Mas o fato é que as tecnologias entram na nossa sociedade, as pessoas fazem uso delas e a legislação parece estar atrasada. Um exemplo disso é o caso da Inteligência Artificial aqui no Brasil, pois o legislativo ainda discute o substitutivo do Projeto de Lei sobre o assunto. O mais importante nesta regulação é manter a perspectiva de proteção do usuário, bem como não frear o desenvolvimento tecnológico.

 Existem caminhos que estão sendo estudados, como a autorregulação mencionada no Projeto de Lei das notícias falsas. No entanto, ainda não acredito que a internet seja um espaço mais democrático do que a própria sociedade. Existem  problemas em ambos os campos e precisamos enfrentá-los. Quando a onda de desinformação surgiu em 2016, principalmente sobre a política brasileira, alguns pesquisadores de direito constitucional e ciência política falaram sobre a desconsolidação democrática, enquanto outros afirmaram que a democracia estava se fortalecendo. Isso porque as pessoas começaram a questionar aspectos estruturais da política nacional. Esse é um movimento simbiótico e sempre haverá oscilações entre os momentos mais difíceis e os de maior estabilidade. Leonardo Avritzer, cientista político da UFMG, usa o termo “pêndulo democrático” para explicar esse balanço.

Como eu disse, eu ainda não concordo que as redes sociais permitem um movimento mais democrático do que na sociedade em si. Acredito que elas são um reflexo de certos aspectos da nossa sociedade e, por isso, é necessário melhorar algumas questões. Mas isso não é uma tarefa fácil e é preciso que haja uma colaboração entre provedores, plataformas, Estado e usuários. .

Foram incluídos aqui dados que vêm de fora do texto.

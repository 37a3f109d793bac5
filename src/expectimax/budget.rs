//! Cost bounds for one decision: how deep to search and how many spawn cells
//! to expand per node.

/// Depth budget for a root board with `empty_count` empty cells.
///
/// `floor(max_depth / (empty / 2) + 1)`, clamped to `[min_depth, max_depth]`.
/// Fuller boards get deeper searches; `max_depth` wins if the bounds cross.
///
/// ```
/// use expectimax_2048::expectimax::compute_depth;
/// assert_eq!(compute_depth(1, 3, 4), 4);
/// assert_eq!(compute_depth(10, 3, 4), 3);
/// ```
pub fn compute_depth(empty_count: u64, min_depth: u64, max_depth: u64) -> u64 {
    let empty = empty_count.max(1) as f64;
    let depth = (max_depth as f64 / (empty / 2.0) + 1.0).floor() as u64;
    depth.max(min_depth).min(max_depth)
}

/// Spawn cells to expand at a node: all of them up to `cap`, otherwise `cap`
/// evenly spaced cells running from the first to the last.
pub fn limit_branches(cells: &[usize], cap: usize) -> impl Iterator<Item = usize> + '_ {
    let len = cells.len();
    let cap = cap.max(1);
    let (take, span) = if len <= cap { (len, 0) } else { (cap, len - 1) };
    (0..take).map(move |i| if span == 0 { cells[i] } else { cells[i * span / (cap - 1).max(1)] })
}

Nesse sentido, um mecanismo de autorregulação pode ser interessante e é importante observar as experiências em outros países para tentar aprender com elas. Em relação ao Projeto de Lei das notícias falsas,  acredito que o Congresso Nacional abordará todos os pontos que mencionei. Isso pode ajudar no combate à desinformação e no fortalecimento da esfera democrática virtual. Acredito que teremos um posicionamento do Congresso sobre o PL 2630 esse ano e poderemos avaliar se o texto aprovado corresponde as expectativas.